With regard to waste disposal, there are various very serious sections of the CPA that have to be complied with. Some of these are:

–          Warnings and instructions: warning of risks for hazardous goods, for example

–          Safety monitoring and recall (industry codes)

–          Recovery and safe disposal

–          Packaging: This should enable consumers to understand the goods supplied to them and to see what they are buying. This should avoid many returns in the first instance, to which the consumer is entitled in terms of the CPA, due to implied warranty of quality in terms of the CPA.

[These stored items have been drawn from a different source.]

use async_trait::async_trait;
use serde_json::Value;
use std::error::Error as StdError;
use std::time::Duration;
use tracing::debug;

use crate::error::{InvMeshError, Result};

/// Header that tags broker traffic
pub const TYPE_HEADER: &str = "type";
/// Value of [`TYPE_HEADER`] on worker polls
pub const WORKER_TYPE: &str = "worker";

/// A single POST to the broker
#[derive(Debug, Clone, PartialEq)]
pub struct BrokerCall {
    pub url: String,
    /// JSON body, `None` sends an empty body
    pub body: Option<Value>,
    pub headers: Vec<(String, String)>,
    pub timeout: Option<Duration>,
}

impl BrokerCall {
    /// POST to `url` with an empty body, no headers and no timeout
    pub fn new(url: impl Into<String>) -> Self {
        Self {
            url: url.into(),
            body: None,
            headers: Vec::new(),
            timeout: None,
        }
    }

    pub fn with_body(mut self, body: Option<Value>) -> Self {
        self.body = body;
        self
    }

    pub fn with_header(mut self, name: impl Into<String>, value: impl Into<String>) -> Self {
        self.headers.push((name.into(), value.into()));
        self
    }

    pub fn with_timeout(mut self, timeout: Option<Duration>) -> Self {
        self.timeout = timeout;
        self
    }
}

/// HTTP seam between the peers and the broker.
///
/// Implementations classify failures: a connection reset mid-request must
/// surface as [`InvMeshError::PeerReset`], a non-2xx answer as
/// [`InvMeshError::Status`], an elapsed per-call timeout as
/// [`InvMeshError::Timeout`].
#[async_trait]
pub trait BrokerTransport: Send + Sync {
    /// Send the call and return the peer's JSON body, `None` when it was empty
    async fn post(&self, call: BrokerCall) -> Result<Option<Value>>;
}

/// reqwest-backed transport. The inner client keeps a keep-alive pool per
/// broker host, so consecutive polls reuse the same connection.
#[derive(Debug, Clone)]
pub struct HttpTransport {
    client: reqwest::Client,
}

impl HttpTransport {
    /// Transport with a fresh reqwest client
    pub fn new() -> Result<Self> {
        let client = reqwest::Client::builder()
            .pool_idle_timeout(None)
            .tcp_keepalive(Duration::from_secs(60))
            .build()
            .map_err(|e| InvMeshError::config_error(format!("failed to build HTTP client: {}", e)))?;
        Ok(Self { client })
    }

    pub fn with_client(client: reqwest::Client) -> Self {
        Self { client }
    }
}

#[async_trait]
impl BrokerTransport for HttpTransport {
    async fn post(&self, call: BrokerCall) -> Result<Option<Value>> {
        debug!("POST {}", call.url);

        let mut request = self.client.post(&call.url);
        for (name, value) in &call.headers {
            request = request.header(name.as_str(), value.as_str());
        }
        if let Some(timeout) = call.timeout {
            request = request.timeout(timeout);
        }
        if let Some(body) = &call.body {
            request = request.json(body);
        }

        let response = request
            .send()
            .await
            .map_err(|e| classify(e, call.timeout))?;
        let status = response.status();
        let bytes = response
            .bytes()
            .await
            .map_err(|e| classify(e, call.timeout))?;

        if !status.is_success() {
            return Err(InvMeshError::Status {
                status: status.as_u16(),
                body: (!bytes.is_empty()).then(|| String::from_utf8_lossy(&bytes).into_owned()),
            });
        }

        if bytes.iter().all(u8::is_ascii_whitespace) {
            return Ok(None);
        }
        Ok(Some(serde_json::from_slice(&bytes)?))
    }
}

fn classify(err: reqwest::Error, timeout: Option<Duration>) -> InvMeshError {
    if err.is_timeout() {
        return InvMeshError::Timeout {
            timeout_ms: timeout.map(|t| t.as_millis() as u64).unwrap_or_default(),
        };
    }
    if is_peer_reset(&err) {
        return InvMeshError::PeerReset(error_chain(&err));
    }
    InvMeshError::Transport(error_chain(&err))
}

/// Whether an error chain shows the peer dropping the connection mid-request
pub fn is_peer_reset(err: &(dyn StdError + 'static)) -> bool {
    let mut current = Some(err);
    while let Some(err) = current {
        if let Some(io) = err.downcast_ref::<std::io::Error>() {
            if matches!(
                io.kind(),
                std::io::ErrorKind::ConnectionReset
                    | std::io::ErrorKind::ConnectionAborted
                    | std::io::ErrorKind::BrokenPipe
                    | std::io::ErrorKind::UnexpectedEof
            ) {
                return true;
            }
        }
        // hyper reports a socket closed before the response as an incomplete message
        if err
            .to_string()
            .contains("connection closed before message completed")
        {
            return true;
        }
        current = err.source();
    }
    false
}

fn error_chain(err: &(dyn StdError + 'static)) -> String {
    let mut message = err.to_string();
    let mut source = err.source();
    while let Some(inner) = source {
        message.push_str(": ");
        message.push_str(&inner.to_string());
        source = inner.source();
    }
    message
}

–          Product labelling: The CPA also sets standards for product labels and marketing of goods and services. A supplier must not apply a trade description to a product that could mislead a consumer as to that product. The supplier must not, by words or conduct, directly or indirectly imply a false, misleading or deceptive representation to a consumer in relation to the marketing of any goods or services.

–          Displaying of prices

Waste management plan for the packaging and paper industry

The Waste Management Plan (WMP) for any industry must comply fully with the CPA. There are two key components to the plan – the waste supply chain and the development of markets – to absorb the extra waste collected. There is a specific section of the CPA that states that where the industry and WMP, or regulations, have provided for a goods collection facility for specific waste types, consumers may dispose or deposit such goods at such facilities.

No exemption clauses are allowed in terms of which the consumer waives any rights accruing to them terms of the CPA. Further, the original supplier cannot delegate any responsibilities to the end supplier or anyone else.

Gavin Gow is an attorney and conveyancer with over 30 years of practice experience. He is director of Gavin Gow Inc. Attorneys & Conveyancers, in Umhlanga, KwaZulu-Natal.